La question
M. le président. La parole est à Mme Mélanie Vogel, pour le groupe Écologiste - Solidarité et Territoires. (Applaudissements sur les travées du groupe GEST.)
Mme Mélanie Vogel. On dit souvent qu'il faut tout un village pour élever un enfant. La vérité, c'est qu'il faut aussi tout un village pour violer un enfant. (Protestations sur des travées du groupe Les Républicains.) Il faut tout un village pour tuer sa femme, et il faut tout un village pour battre à mort un jeune homme, Noahm, parce qu'il est gay, en pleine rue, le jour où s'ouvre le mois des fiertés en France.
De telles violences ne sont pas individuelles, elles ne sont pas étrangères les unes aux autres et elles ne sont pas des accidents. Ce sont des violences de genre, dirigées contre les enfants, contre les femmes, contre les personnes LGBT. Elles ont en commun ceux qui les commettent : les hommes.
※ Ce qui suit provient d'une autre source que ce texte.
//! Entity hierarchy and the two schema variants.
//!
//! Local rows carry sync-tracking metadata (`SyncMeta`). Remote rows never
//! do: they carry the remote primary key (when already known) and an
//! `origin_key` idempotency token instead. The `to_remote` functions below are
//! the only place one variant turns into the other.

use chrono::{DateTime, SecondsFormat, Utc};
use serde::{Deserialize, Serialize};
use std::collections::HashMap;
use std::fmt;

// ---------------------------------------------------------------------------
// Hierarchy
// ---------------------------------------------------------------------------

/// Every syncable table in the local store.
#[derive(Debug, Clone, Copy, PartialEq, Eq, Hash, Serialize, Deserialize)]
#[serde(rename_all = "snake_case")]
pub enum Entity {
    Location,
    Operator,
    CashSession,
    Sale,
    SaleLineItem,
    CashInflow,
    CashExpense,
}

impl Entity {
    pub const fn table(self) -> &'static str {
        match self {
            Entity::Location => "locations",
            Entity::Operator => "operators",
            Entity::CashSession => "cash_sessions",
            Entity::Sale => "sales",
            Entity::SaleLineItem => "sale_line_items",
            Entity::CashInflow => "cash_inflows",
            Entity::CashExpense => "cash_expenses",
        }
    }

    pub const fn label(self) -> &'static str {
        match self {
            Entity::Location => "location",
            Entity::Operator => "operator",
            Entity::CashSession => "cash_session",
            Entity::Sale => "sale",
            Entity::SaleLineItem => "sale_line_item",
            Entity::CashInflow => "cash_inflow",
            Entity::CashExpense => "cash_expense",
        }
    }

    /// Parent entity and the foreign-key column pointing at it.
    pub const fn parent(self) -> Option<(Entity, &'static str)> {
        match self {
            Entity::Location => None,
            Entity::Operator => Some((Entity::Location, "location_id")),
            Entity::CashSession => Some((Entity::Location, "location_id")),
            Entity::Sale => Some((Entity::CashSession, "session_id")),
            Entity::SaleLineItem => Some((Entity::Sale, "sale_id")),
            Entity::CashInflow => Some((Entity::CashSession, "session_id")),
            Entity::CashExpense => Some((Entity::CashSession, "session_id")),
        }
    }
}

impl fmt::Display for Entity {
    fn fmt(&self, f: &mut fmt::Formatter<'_>) -> fmt::Result {
        f.write_str(self.label())
    }
}

/// A reference to one local row.
#[derive(Debug, Clone, Copy, PartialEq, Eq, Hash, Serialize, Deserialize)]
pub struct RowRef {
    pub entity: Entity,
    pub local_id: i64,
}

impl RowRef {
    pub const fn new(entity: Entity, local_id: i64) -> Self {
        Self { entity, local_id }
    }
}

impl fmt::Display for RowRef {
    fn fmt(&self, f: &mut fmt::Formatter<'_>) -> fmt::Result {
        write!(f, "{} {}", self.entity, self.local_id)
    }
}

/// Deterministic idempotency token for a replicated row:
/// `<location origin uuid>:<entity>:<local_id>`.
pub fn origin_key(origin: &str, entity: Entity, local_id: i64) -> String {
    format!("{origin}:{}:{local_id}", entity.label())
}

/// Timestamp format used for every stored time. Fixed width and UTC, so
/// string comparison in SQL matches chronological order.
pub fn format_ts(at: DateTime<Utc>) -> String {
    at.to_rfc3339_opts(SecondsFormat::Millis, true)
}

pub fn now_ts() -> String {
    format_ts(Utc::now())
}

// ---------------------------------------------------------------------------
// Operator roles
// ---------------------------------------------------------------------------

#[derive(Debug, Clone, Copy, PartialEq, Eq, Hash, Serialize, Deserialize)]
#[serde(rename_all = "snake_case")]
pub enum Role {
    Cashier,
    Administrative,
    SubManagement,
    Management,
}

impl Role {
    pub const fn as_str(self) -> &'static str {
        match self {
            Role::Cashier => "cashier",
            Role::Administrative => "administrative",
            Role::SubManagement => "sub_management",
            Role::Management => "management",
        }
    }

    pub fn parse(raw: &str) -> Option<Self> {
        match raw.trim().to_ascii_lowercase().replace('-', "_").as_str() {
            "cashier" => Some(Role::Cashier),
            "administrative" => Some(Role::Administrative),
            "sub_management" => Some(Role::SubManagement),
            "management" => Some(Role::Management),
            _ => None,
        }
    }
}

// ---------------------------------------------------------------------------
// Local variant
// ---------------------------------------------------------------------------

/// Sync-tracking columns shared by every local row.
#[derive(Debug, Clone, PartialEq, Eq)]
pub struct SyncMeta {
    pub local_id: i64,
    pub remote_id: Option<i64>,
    pub is_synced: bool,
    /// Local-only revision, bumped by every mutation and cascade step.
    pub sync_rev: i64,
}

impl SyncMeta {
    pub(crate) fn from_row(row: &rusqlite::Row<'_>, offset: usize) -> rusqlite::Result<Self> {
        Ok(Self {
            local_id: row.get(offset)?,
            remote_id: row.get(offset + 1)?,
            is_synced: row.get::<_, i64>(offset + 2)? != 0,
            sync_rev: row.get(offset + 3)?,
        })
    }
}

/// Column list matching `SyncMeta::from_row`.
pub(crate) const META_COLUMNS: &str = "local_id, remote_id, is_synced, sync_rev";

#[derive(Debug, Clone, PartialEq)]
pub struct Location {
    pub meta: SyncMeta,
    pub origin_id: String,
    pub name: String,
    pub address: Option<String>,
    pub is_active: bool,
    pub created_at: String,
}

#[derive(Debug, Clone, PartialEq)]
pub struct Operator {
    pub meta: SyncMeta,
    pub location_id: i64,
    pub name: String,
    pub pin_hash: String,
    pub role: Role,
    pub is_active: bool,
    pub created_at: String,
}

#[derive(Debug, Clone, PartialEq)]
pub struct CashSession {
    pub meta: SyncMeta,
    pub location_id: i64,
    pub operator_id: Option<i64>,
    pub opened_at: String,
    pub closed_at: Option<String>,
    pub starting_cash: f64,
    pub opening_notes: Option<String>,
    pub closing_notes: Option<String>,
}

impl CashSession {
    pub fn is_open(&self) -> bool {
        self.closed_at.is_none()
    }
}

#[derive(Debug, Clone, PartialEq)]
pub struct Sale {
    pub meta: SyncMeta,
    pub session_id: i64,
    pub total_amount: f64,
    pub sold_at: String,
    pub items: Vec<SaleLineItem>,
}

/// Quantity and unit price are captured when the sale is made and never
/// follow later catalog price changes.
#[derive(Debug, Clone, PartialEq)]
pub struct SaleLineItem {
    pub meta: SyncMeta,
    pub sale_id: i64,
    pub product_id: String,
    pub product_name: String,
    pub quantity: f64,
    pub unit_price: f64,
}

#[derive(Debug, Clone, Copy, PartialEq, Eq, Hash, Serialize, Deserialize)]
#[serde(rename_all = "snake_case")]
pub enum MovementKind {
    Inflow,
    Expense,
}

impl MovementKind {
    pub const fn entity(self) -> Entity {
        match self {
            MovementKind::Inflow => Entity::CashInflow,
            MovementKind::Expense => Entity::CashExpense,
        }
    }
}

/// A cash inflow or expense adjusting the drawer outside of sales.
#[derive(Debug, Clone, PartialEq)]
pub struct CashMovement {
    pub meta: SyncMeta,
    pub kind: MovementKind,
    pub session_id: i64,
    pub amount: f64,
    pub description: String,
    pub created_at: String,
}

// ---------------------------------------------------------------------------
// Remote variant
// ---------------------------------------------------------------------------

#[derive(Debug, Clone, PartialEq, Serialize, Deserialize)]
pub struct RemoteLocation {
    pub remote_id: Option<i64>,
    pub origin_key: String,
    pub name: String,
    pub address: Option<String>,
    pub is_active: bool,
}

#[derive(Debug, Clone, PartialEq, Serialize, Deserialize)]
pub struct RemoteOperator {
    pub remote_id: Option<i64>,
    pub origin_key: String,
    pub location_id: i64,
    pub name: String,
    pub pin_hash: String,
    pub role: Role,
    pub is_active: bool,
}

#[derive(Debug, Clone, PartialEq, Serialize, Deserialize)]
pub struct RemoteCashSession {
    pub remote_id: Option<i64>,
    pub origin_key: String,
    pub location_id: i64,
    pub operator_id: Option<i64>,
    pub opened_at: String,
    pub closed_at: Option<String>,
    pub starting_cash: f64,
    pub opening_notes: Option<String>,
    pub closing_notes: Option<String>,
}

#[derive(Debug, Clone, PartialEq, Serialize, Deserialize)]
pub struct RemoteSale {
    pub remote_id: Option<i64>,
    pub origin_key: String,
    pub total_amount: f64,
    pub sold_at: String,
    pub items: Vec<RemoteSaleLine>,
}

#[derive(Debug, Clone, PartialEq, Serialize, Deserialize)]
pub struct RemoteSaleLine {
    pub remote_id: Option<i64>,
    pub origin_key: String,
    pub product_id: String,
    pub product_name: String,
    pub quantity: f64,
    pub unit_price: f64,
}

#[derive(Debug, Clone, PartialEq, Serialize, Deserialize)]
pub struct RemoteCashMovement {
    pub remote_id: Option<i64>,
    pub origin_key: String,
    pub amount: f64,
    pub description: String,
    pub created_at: String,
}

/// One cash session and its unsynced subtree, replicated atomically.
#[derive(Debug, Clone, PartialEq, Serialize, Deserialize)]
pub struct AggregatePayload {
    pub session: RemoteCashSession,
    pub sales: Vec<RemoteSale>,
    pub inflows: Vec<RemoteCashMovement>,
    pub expenses: Vec<RemoteCashMovement>,
}

impl AggregatePayload {
    pub fn row_count(&self) -> usize {
        1 + self.sales.iter().map(|s| 1 + s.items.len()).sum::<usize>()
            + self.inflows.len()
            + self.expenses.len()
    }
}

/// Remote primary keys assigned by a committed remote transaction, keyed by
/// `origin_key`.
#[derive(Debug, Clone, Default, PartialEq, Serialize, Deserialize)]
pub struct ReplicationReceipt {
    pub root_id: i64,
    pub assigned: HashMap<String, i64>,
}

impl Location {
    pub fn to_remote(&self) -> RemoteLocation {
        RemoteLocation {
            remote_id: self.meta.remote_id,
            origin_key: origin_key(&self.origin_id, Entity::Location, self.meta.local_id),
            name: self.name.clone(),
            address: self.address.clone(),
            is_active: self.is_active,
        }
    }
}

impl Operator {
    pub fn to_remote(&self, origin: &str, location_remote_id: i64) -> RemoteOperator {
        RemoteOperator {
            remote_id: self.meta.remote_id,
            origin_key: origin_key(origin, Entity::Operator, self.meta.local_id),
            location_id: location_remote_id,
            name: self.name.clone(),
            pin_hash: self.pin_hash.clone(),
            role: self.role,
            is_active: self.is_active,
        }
    }
}

impl CashSession {
    pub fn to_remote(
        &self,
        origin: &str,
        location_remote_id: i64,
        operator_remote_id: Option<i64>,
    ) -> RemoteCashSession {
        RemoteCashSession {
            remote_id: self.meta.remote_id,
            origin_key: origin_key(origin, Entity::CashSession, self.meta.local_id),
            location_id: location_remote_id,
            operator_id: operator_remote_id,
            opened_at: self.opened_at.clone(),
            closed_at: self.closed_at.clone(),
            starting_cash: self.starting_cash,
            opening_notes: self.opening_notes.clone(),
            closing_notes: self.closing_notes.clone(),
        }
    }
}

impl Sale {
    /// Only unsynced line items travel with the sale.
    pub fn to_remote(&self, origin: &str) -> RemoteSale {
        RemoteSale {
            remote_id: self.meta.remote_id,
            origin_key: origin_key(origin, Entity::Sale, self.meta.local_id),
            total_amount: self.total_amount,
            sold_at: self.sold_at.clone(),
            items: self
                .items
                .iter()
                .filter(|item| !item.meta.is_synced)
                .map(|item| item.to_remote(origin))
                .collect(),
        }
    }
}

impl SaleLineItem {
    pub fn to_remote(&self, origin: &str) -> RemoteSaleLine {
        RemoteSaleLine {
            remote_id: self.meta.remote_id,
            origin_key: origin_key(origin, Entity::SaleLineItem, self.meta.local_id),
            product_id: self.product_id.clone(),
            product_name: self.product_name.clone(),
            quantity: self.quantity,
            unit_price: self.unit_price,
        }
    }
}

impl CashMovement {
    pub fn to_remote(&self, origin: &str) -> RemoteCashMovement {
        RemoteCashMovement {
            remote_id: self.meta.remote_id,
            origin_key: origin_key(origin, self.kind.entity(), self.meta.local_id),
            amount: self.amount,
            description: self.description.clone(),
            created_at: self.created_at.clone(),
        }
    }
}

#[cfg(test)]
mod tests {
    use super::*;

    fn meta(local_id: i64, synced: bool) -> SyncMeta {
        SyncMeta {
            local_id,
            remote_id: synced.then_some(local_id + 100),
            is_synced: synced,
            sync_rev: 1,
        }
    }

    #[test]
    fn test_parent_chain_reaches_location() {
        let mut chain = Vec::new();
        let mut current = Entity::SaleLineItem;
        while let Some((parent, _)) = current.parent() {
            chain.push(parent);
            current = parent;
        }
        assert_eq!(
            chain,
            vec![Entity::Sale, Entity::CashSession, Entity::Location]
        );
        assert_eq!(Entity::Operator.parent(), Some((Entity::Location, "location_id")));
    }

    #[test]
    fn test_role_parse_accepts_hyphenated_and_case() {
        assert_eq!(Role::parse("Sub-Management"), Some(Role::SubManagement));
        assert_eq!(Role::parse(" cashier "), Some(Role::Cashier));
        assert_eq!(Role::parse("owner"), None);
        assert_eq!(Role::Management.as_str(), "management");
    }

    #[test]
    fn test_sale_to_remote_strips_local_columns_and_synced_lines() {
        let sale = Sale {
            meta: meta(4, false),
            session_id: 1,
            total_amount: 12.5,
            sold_at: "2026-01-01T10:00:00.000Z".into(),
            items: vec![
                SaleLineItem {
                    meta: meta(9, true),
                    sale_id: 4,
                    product_id: "p-1".into(),
                    product_name: "Print 10x15".into(),
                    quantity: 1.0,
                    unit_price: 2.5,
                },
                SaleLineItem {
                    meta: meta(10, false),
                    sale_id: 4,
                    product_id: "p-2".into(),
                    product_name: "Frame".into(),
                    quantity: 2.0,
                    unit_price: 5.0,
                },
            ],
        };

        let remote = sale.to_remote("origin-a");
        assert_eq!(remote.origin_key, "origin-a:sale:4");
        assert_eq!(remote.remote_id, None);
        assert_eq!(remote.items.len(), 1);
        assert_eq!(remote.items[0].origin_key, "origin-a:sale_line_item:10");

        let json = serde_json::to_value(&remote).unwrap();
        assert!(json.get("local_id").is_none());
        assert!(json.get("is_synced").is_none());
    }

    #[test]
    fn test_timestamps_sort_lexicographically() {
        let earlier = format_ts(Utc::now() - chrono::Duration::days(3));
        let later = now_ts();
        assert!(earlier < later);
        assert!(later.ends_with('Z'));
    }
}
Le viol est un problème d'homme. Le meurtre est un problème d'homme. La violence est un problème d'homme. Nous avons un problème avec les hommes. (Vives protestations sur des travées des groupes UC et Les Républicains.) Pas tous les hommes, mais tous des hommes !
Tant que l'on parlera principalement de la procureure d'Auch ou de responsabilité individuelle, tant que l'on ne voudra « pas entendre d'arguments sur les moyens », alors qu'il y a en moyenne quatre fois moins de procureurs en France que dans les autres pays européens et qu'à moyens constants, il est impossible de bien traiter les plaintes, tant que l'on sous-investira dans la prévention et dans l'éducation, tant que l'on ignorera le rapport de 2022, issu des services de l'État, qui étrille notre gestion judiciaire des enquêtes sur les violences faites aux enfants, tant que nous voterons des lois sans moyens, tant que l'on entendra des propositions absurdes comme la castration chimique, qui trahissent un complet et total mépris du sujet, tant que 75 % des recommandations de la Ciivise et 80 % des mesures du plan national pour l'égalité, contre la haine et les discriminations anti-LGBT+ ne seront pas appliquées, tant que le Gouvernement niera que c'est une révolution culturelle qu'il faut engager, l'on ne sortira pas du système des violences masculines.
Ce n'est plus possible ! Dans notre histoire, hélas ! le meurtre de Lyhanna n'a rien d'exceptionnel ni de nouveau. La réaction de la société, elle, en revanche, est nouvelle. Nous sommes aujourd'hui des millions à ne plus accepter de vivre dans une société où la norme est que les hommes violent, battent et tuent. (Vives protestations sur les travées du groupe Les Républicains.)
Quand allez-vous le comprendre ? (Applaudissements sur les travées du groupe GEST, ainsi que sur des travées des groupes SER et CRCE-K.)